World Day for Safety and Health at Work and why it really matters
April 28th marks the 46th annual “Workers Memorial Day”, conceived as a way to commemorate lives and unfortunate deaths of people killed at work. Initially the event was unofficial, arranged by an American trade union – but the idea quickly caught on and is now recognised by the United Nations and numerous national governments as ‘World Day for Safety and Health at Work’.
As former UN secretary-general Kofi Annan once said, “safety and health at work is not only sound economic policy, it is a basic human right.”
By publicising previous workplace accidents and disasters, health and safety organisations help to raise awareness with a view to reducing future incidents. Among the many historical incidents that will be commemorated on the 28th are dozens of lesser-known disasters, alongside those you probably already know.
The Flixborough disaster – 1974
One of the UK’s worst industrial accidents, an explosion at the Flixborough chemical plant killed 28 workers in North Lincolnshire. A further 36 people were seriously injured as almost every building was flattened in the blast.
Subsequent investigations revealed that several hastily executed plant modifications had created a leak of liquid from one of the chemical plant’s reactors. This in turn led to a dangerous build-up flammable hydrocarbons that eventually exploded.

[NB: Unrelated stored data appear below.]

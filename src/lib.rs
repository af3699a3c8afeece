// Cppfacts Core - best-effort structural fact extraction for C-family source.
//
// This crate is the analysis core of a test-generation pipeline: given the
// text of C-family source files, it extracts classes (with their methods,
// constructors, destructors, data members and access regions), free
// functions, namespaces and include dependencies, and folds the per-file
// results into one project report.
//
// It is not a parser. A tolerant scanner scrubs comments and literals,
// delimits brace scopes by depth counting, and classifies entities with
// explicit pattern rules, so incomplete or irregular code degrades to fewer
// facts instead of failures. Orchestration concerns (file discovery,
// build/test invocation, report persistence) live outside this crate.

pub mod analyzer;
pub mod error;
pub mod extract;
pub mod report;
pub mod scope;
pub mod scrub;
pub mod unit;

pub use analyzer::{Analyzer, AnalyzerConfig, EntryPointFilter};
pub use error::{Error, Result};
pub use report::{aggregate, FileReport, ProjectReport, ProjectStatistics};
pub use unit::SourceUnit;
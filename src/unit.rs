//! Source units: the `(path, text)` pairs fed into the analyzer.

use std::path::Path;

use crate::error::{Error, Result};

/// A single source file queued for analysis.
///
/// Construction is the only place the crate touches the filesystem; all
/// downstream stages operate on the in-memory text.
#[derive(Debug, Clone, PartialEq, Eq)]
pub struct SourceUnit {
    /// Path as supplied by the file-discovery collaborator, kept verbatim.
    pub path: String,
    /// Full file contents.
    pub content: String,
}

impl SourceUnit {
    pub fn new(path: impl Into<String>, content: impl Into<String>) -> Self {
        Self {
            path: path.into(),
            content: content.into(),
        }
    }

    /// Read a unit from disk.
    ///
    /// Bytes are decoded lossily: invalid UTF-8 sequences are replaced
    /// rather than rejected, so a file with a stray encoding can still be
    /// scanned. Only an I/O failure yields an error, and the caller treats
    /// that as a per-unit skip, never a run abort.
    pub fn read(path: impl AsRef<Path>) -> Result<Self> {
        let path = path.as_ref();
        let bytes = std::fs::read(path).map_err(|source| Error::UnreadableFile {
            path: path.display().to_string(),
            source,
        })?;
        Ok(Self {
            path: path.display().to_string(),
            content: String::from_utf8_lossy(&bytes).into_owned(),
        })
    }
}

#[cfg(test)]
mod tests {
    use super::*;
    use std::io::Write;

    #[test]
    fn test_read_decodes_invalid_utf8_lossily() {
        let dir = tempfile::tempdir().unwrap();
        let path = dir.path().join("latin1.cpp");
        let mut f = std::fs::File::create(&path).unwrap();
        // 0xE9 is 'é' in Latin-1, invalid as a standalone UTF-8 byte.
        f.write_all(b"// caf\xE9\nint x;\n").unwrap();

        let unit = SourceUnit::read(&path).unwrap();
        assert!(unit.content.contains("int x;"));
        assert!(unit.content.contains('\u{FFFD}'));
    }

    #[test]
    fn test_read_missing_file_is_unreadable() {
        let dir = tempfile::tempdir().unwrap();
        let err = SourceUnit::read(dir.path().join("absent.cpp")).unwrap_err();
        match err {
            Error::UnreadableFile { path, .. } => assert!(path.contains("absent.cpp")),
            other => panic!("unexpected error: {other}"),
        }
    }
}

It is believed that in their rush to carry out improvements to plant productivity, the company’s engineers had failed to properly assess whether the work had been completed properly. Worse still, there was no professionally qualified engineers working on site at the time of the accident.
The Flixborough disaster was instrumental in pushing through the ground-breaking Health and Safety at Work Act which 40 years later still defines UK law protecting employees. An inquiry into the accident also made a number of recommendations that led to safer design and construction of chemical processing plants ever since.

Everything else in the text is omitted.